Best practices for concatenating?

cortex-lab / KiloSort

GPU code for spike sorting

GNU General Public License v2.0

175 stars 100 forks source link

Best practices for concatenating? #34

Open micheleacox opened 7 years ago

micheleacox commented 7 years ago

In our lab (as in many others), recording session consists of data split across a series of files. In our case, each file corresponds to a different task/stimulus sequence. Often, we want to look at the response of a given unit across those tasks. It seems like the best way to do this with KiloSort is to concatenate the files before sorting units.

Is this indeed what people are doing? Are there any best practices? For example:

Should data be filtered before or after concatenation assuming there will be some degree of offset between the voltages at the end of one file and the beginning of another (could be negligible or large if a high-frequency low-amplitude event has occurred)?
Should files be concatenated in the order that they were recorded?
Can files that you may not need for analysis be excluded, even if this leaves a large time gap between files?
Any tips as to how to speed the concatenation itself?

Thanks!

marius10p commented 7 years ago

We usually record the entire time. Even if you don't use the data in-between blocks, it will still be useful information for sorting. Definitely concatenate before sorting. Matching clusters post-hoc from different runs is much more tedious.

You could do some filtering to avoid the concatenation artefacts, but unless you do that on the GPU it could be slow. Unless you have thousands of files, I don't think the concatenation artefacts will matter at all. An alternative would be to taper the ends of each file.

The order of concatenation would not matter for sorting, but it would make for nicer visualization in Phy (drifts and such) if it was in the recording order.

I would not exclude any data. Sorting is always better the more data you have recorded, because many neurons fire at low rates.

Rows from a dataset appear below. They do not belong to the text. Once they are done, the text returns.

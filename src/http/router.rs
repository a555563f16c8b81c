//! Router configuration for the HTTP API.
//!
//! Assembles the route table and the middleware stack: Basic auth on
//! the `/api` subtree, then compression, request tracing, and CORS
//! around the whole application.

use axum::{
    http::{header, HeaderValue, Method},
    middleware,
    routing::get,
    Router,
};
use tower_http::{
    compression::CompressionLayer,
    cors::{AllowOrigin, CorsLayer},
    trace::TraceLayer,
};

use super::auth;
use super::handlers;
use super::state::AppState;

/// Create the application router with all routes and middleware.
pub fn create_router(state: AppState) -> Router {
    let cors = build_cors(&state.config.allowed_origins);

    // route_layer scopes the credential check to this subtree; the
    // index route stays public.
    let api = Router::new()
        .route("/reservoirs", get(handlers::list_reservoirs))
        .route("/levels", get(handlers::levels))
        .route("/prediction", get(handlers::prediction))
        .route("/predictions", get(handlers::predictions))
        .route("/historic", get(handlers::historic))
        .route_layer(middleware::from_fn_with_state(
            state.clone(),
            auth::require_basic_auth,
        ));

    // CORS is the outermost layer so preflight OPTIONS requests are
    // answered before the auth middleware can reject them.
    Router::new()
        .route("/", get(handlers::index))
        .nest("/api", api)
        .layer(CompressionLayer::new())
        .layer(TraceLayer::new_for_http())
        .layer(cors)
        .with_state(state)
}

/// Credentialed CORS with an explicit origin allow-list.
///
/// `allow_credentials(true)` cannot be combined with wildcards, so the
/// origins, methods, and headers are all enumerated.
fn build_cors(allowed_origins: &[String]) -> CorsLayer {
    let origins: Vec<HeaderValue> = allowed_origins
        .iter()
        .filter_map(|origin| match HeaderValue::from_str(origin) {
            Ok(value) => Some(value),
            Err(_) => {
                tracing::error!("Ignoring CORS origin {:?}: not a valid header value", origin);
                None
            }
        })
        .collect();

    CorsLayer::new()
        .allow_origin(AllowOrigin::list(origins))
        .allow_methods([Method::GET])
        .allow_headers([header::AUTHORIZATION, header::ACCEPT, header::CONTENT_TYPE])
        .allow_credentials(true)
}

#[cfg(test)]
mod tests {
    use super::*;
    use std::sync::Arc;

    use crate::config::{ApiCredentials, ServiceConfig};
    use crate::db::repositories::LocalRepository;
    use crate::db::repository::ReservoirRepository;

    fn test_config() -> ServiceConfig {
        ServiceConfig {
            host: "127.0.0.1".to_string(),
            port: 0,
            credentials: ApiCredentials {
                username: "gauge".to_string(),
                password: "s3cret".to_string(),
            },
            allowed_origins: vec!["http://localhost:3000".to_string()],
            query_timeout_secs: 30,
        }
    }

    #[test]
    fn test_router_creation() {
        let repository =
            Arc::new(LocalRepository::with_sample_data()) as Arc<dyn ReservoirRepository>;
        let state = AppState::new(repository, Arc::new(test_config()));
        let _router = create_router(state);
        // Construction itself panics on a misconfigured layer stack,
        // e.g. credentialed CORS combined with a wildcard.
    }
}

Make sure you write the concatenated file into a binary file with fwrite. As to how you read the original data, that depends on your format.

Good luck!

HugoMalagon commented 5 years ago

We have also been trying to use KiloSort with split data. However, what we are encountering is that the more pieces of data we concatenate, the more "noise" templates are detected and no spikes are being found. When we run KilerSort on each piece individually, it works perfectly. In fact, if we concatenate 2 pieces, it still works. However, the more pieces we concatenated, the fewer spikes are being detected until it is just noise. During the preprocessing step, KilerSort divides the data into chunks. We have tried by increasing the chunk size but the results were not different. Any suggestions?

Thank you for your time!